The College Board’s Access and Diversity Collaborative (NACAC serves as a member) offers an extensive set of resources for college administrators and admission officials, including a toolkit and a recently published evidence guide that “provides an actionable roadmap—framing key questions, suggesting key kinds of evidence, and pointing to illustrative sources—that can guide institutional deliberation and action for advancing education goals associated with student diversity.”

In that context, Coleman, author of the guide and other collaborative resources, notes that a college’s mission is critical.

“All facets associated with enrollment for institutions of higher education—outreach, recruitment, admissions, financial aid, and scholarships—can serve important roles in achieving diversity goals,” the evidence guide notes. It carefully considers four areas of concern for enrollment officials: mission and goals, governance, periodic review, and evaluation. The guide explores enrollment policy and practice, and measuring success.

It notes that a mission with specific goals is key. “Particularly noteworthy in the context of legal challenges to race-conscious admissions policies is the way in which court analysis has been positively shaped by statements of institutional mission,” it says. “In recent decades, nearly all challenged race- and ethnicity-conscious policies have been grounded upon core mission-related outcome-focused diversity goals established by institutions of higher education.”

How to Increase Diversity

Here are some tips from experts about three areas where initiatives can help colleges that want to broaden diversity—whether it relates to race, gender, economic status, disabilities, or many other relevant diversity criteria.

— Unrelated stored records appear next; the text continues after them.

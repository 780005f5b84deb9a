//! Decides whether a build may push at all.

use tracing::{debug, error, info};

use crate::errors::CoreError;
use crate::models::{BuildKind, BuildResult, Outcome, PushReport, SkipReason};

/// Verdict of the gate for one invocation.
#[derive(Debug, Clone, Copy, PartialEq, Eq)]
pub enum Decision {
    Proceed,
    Skip(SkipReason),
}

/// Fan-out units never push; the aggregate does it once. Anything other
/// than an explicit success result also skips.
pub fn evaluate(result: Option<BuildResult>, kind: BuildKind) -> Decision {
    if kind == BuildKind::FanOutUnit {
        debug!("fan-out unit, leaving the push to the aggregate");
        return Decision::Skip(SkipReason::FanOutUnit);
    }

    match result {
        Some(result) if !result.is_worse_than(BuildResult::Success) => Decision::Proceed,
        _ => {
            info!("Build did not succeed, so no pushing will occur.");
            Decision::Skip(SkipReason::BuildNotSuccessful)
        }
    }
}

/// Run `push` only when the gate lets the build through.
pub fn run<F>(result: Option<BuildResult>, kind: BuildKind, push: F) -> Outcome
where
    F: FnOnce() -> Result<PushReport, CoreError>,
{
    match evaluate(result, kind) {
        Decision::Skip(reason) => Outcome::Skipped(reason),
        Decision::Proceed => match push() {
            Ok(report) => Outcome::Success(report),
            Err(err) => {
                error!(error = %err, "failed to push to the remote repository");
                Outcome::Failed(err)
            }
        },
    }
}

#[cfg(test)]
mod tests {
    use std::cell::Cell;

    use chrono::Utc;

    use super::*;
    use crate::errors::ResolveError;
    use crate::models::MergeAction;

    fn report() -> PushReport {
        PushReport {
            repository: "origin".into(),
            branch: "master".into(),
            uri: "/srv/git/app.git".into(),
            remote_tip: None,
            head_before: "a".repeat(40),
            pushed_head: "a".repeat(40),
            action: MergeAction::BranchCreated,
            tags: vec![],
            started_at: Utc::now(),
            completed_at: Utc::now(),
        }
    }

    #[test]
    fn test_only_success_proceeds() {
        assert_eq!(
            evaluate(Some(BuildResult::Success), BuildKind::StandaloneOrAggregate),
            Decision::Proceed
        );
        for result in [
            None,
            Some(BuildResult::Unstable),
            Some(BuildResult::Failure),
            Some(BuildResult::NotBuilt),
            Some(BuildResult::Aborted),
        ] {
            assert_eq!(
                evaluate(result, BuildKind::StandaloneOrAggregate),
                Decision::Skip(SkipReason::BuildNotSuccessful)
            );
        }
    }

    #[test]
    fn test_fan_out_unit_always_skips() {
        assert_eq!(
            evaluate(Some(BuildResult::Success), BuildKind::FanOutUnit),
            Decision::Skip(SkipReason::FanOutUnit)
        );
        assert_eq!(
            evaluate(Some(BuildResult::Failure), BuildKind::FanOutUnit),
            Decision::Skip(SkipReason::FanOutUnit)
        );
    }

    #[test]
    fn test_skip_never_invokes_push() {
        let called = Cell::new(false);
        let outcome = run(Some(BuildResult::Unstable), BuildKind::StandaloneOrAggregate, || {
            called.set(true);
            Ok(report())
        });
        assert!(matches!(outcome, Outcome::Skipped(SkipReason::BuildNotSuccessful)));
        assert!(outcome.is_step_success());
        assert!(!called.get());

        let outcome = run(Some(BuildResult::Success), BuildKind::FanOutUnit, || {
            called.set(true);
            Ok(report())
        });
        assert!(matches!(outcome, Outcome::Skipped(SkipReason::FanOutUnit)));
        assert!(!called.get());
    }

    #[test]
    fn test_push_result_becomes_outcome() {
        let outcome = run(Some(BuildResult::Success), BuildKind::StandaloneOrAggregate, || {
            Ok(report())
        });
        assert_eq!(outcome.report().map(|r| r.branch.as_str()), Some("master"));

        let outcome = run(Some(BuildResult::Success), BuildKind::StandaloneOrAggregate, || {
            Err(ResolveError::RemoteNotFound("upstream".into()).into())
        });
        assert!(!outcome.is_step_success());
    }
}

1) Reach deeper and further
Donnell Wiggins, assistant vice president, new markets for admissions at the University of Dayton (OH), is a firm believer in colleges needing to find undiscovered students in creative ways, including at nearby locations.

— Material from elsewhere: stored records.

#[cfg(test)]
mod tests {
    use super::*;

    #[test]
    fn test_parse_key_val() {
        assert_eq!(
            parse_key_val("BRANCH=release/1.0").unwrap(),
            ("BRANCH".to_string(), "release/1.0".to_string())
        );
        assert_eq!(
            parse_key_val("URL=https://x/?a=b").unwrap(),
            ("URL".to_string(), "https://x/?a=b".to_string())
        );
        assert!(parse_key_val("novalue").is_err());
        assert!(parse_key_val("=x").is_err());
    }

    #[test]
    fn test_cli_parses_publish() {
        let cli = Cli::try_parse_from([
            "gitpush",
            "publish",
            "--job",
            "job.toml",
            "--workspace",
            "/tmp/ws",
            "--result",
            "unstable",
            "--env",
            "BRANCH_NAME=main",
            "--fan-out-unit",
        ])
        .unwrap();
        let Commands::Publish { job, build } = cli.command else {
            panic!("expected publish");
        };
        assert_eq!(job.path, PathBuf::from("job.toml"));
        let ctx = build.context();
        assert_eq!(ctx.result, Some(BuildResult::Unstable));
        assert_eq!(ctx.kind, BuildKind::FanOutUnit);
        assert_eq!(ctx.environment.get("BRANCH_NAME"), Some("main"));
    }

    #[test]
    fn test_cli_identity_flags_go_together() {
        let result = Cli::try_parse_from([
            "gitpush",
            "push",
            "--target-repo",
            "origin",
            "--target-branch",
            "main",
            "--identity-name",
            "CI",
        ]);
        assert!(result.is_err());
    }

    #[test]
    fn test_init_then_validate() {
        let dir = tempfile::tempdir().unwrap();
        let path = dir.path().join("gitpush.toml");
        cmd_init(&path).unwrap();
        assert!(cmd_init(&path).is_err());
        cmd_validate(&path).unwrap();
    }
}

“We had this idea we had to go outside our backyard to broaden our reach,” he said. “We thought we’d find students who would add diversity in Chicago or New York. But sometimes we had to look closer to home.”

He said the university has used partnerships with high schools, special summer programs and scholarships, and more thorough searches and recruitment efforts—some with alums—and even in familiar districts to find students who they previously might have missed. The office also changed its marketing to attract students who might not have thought the school was the right fit.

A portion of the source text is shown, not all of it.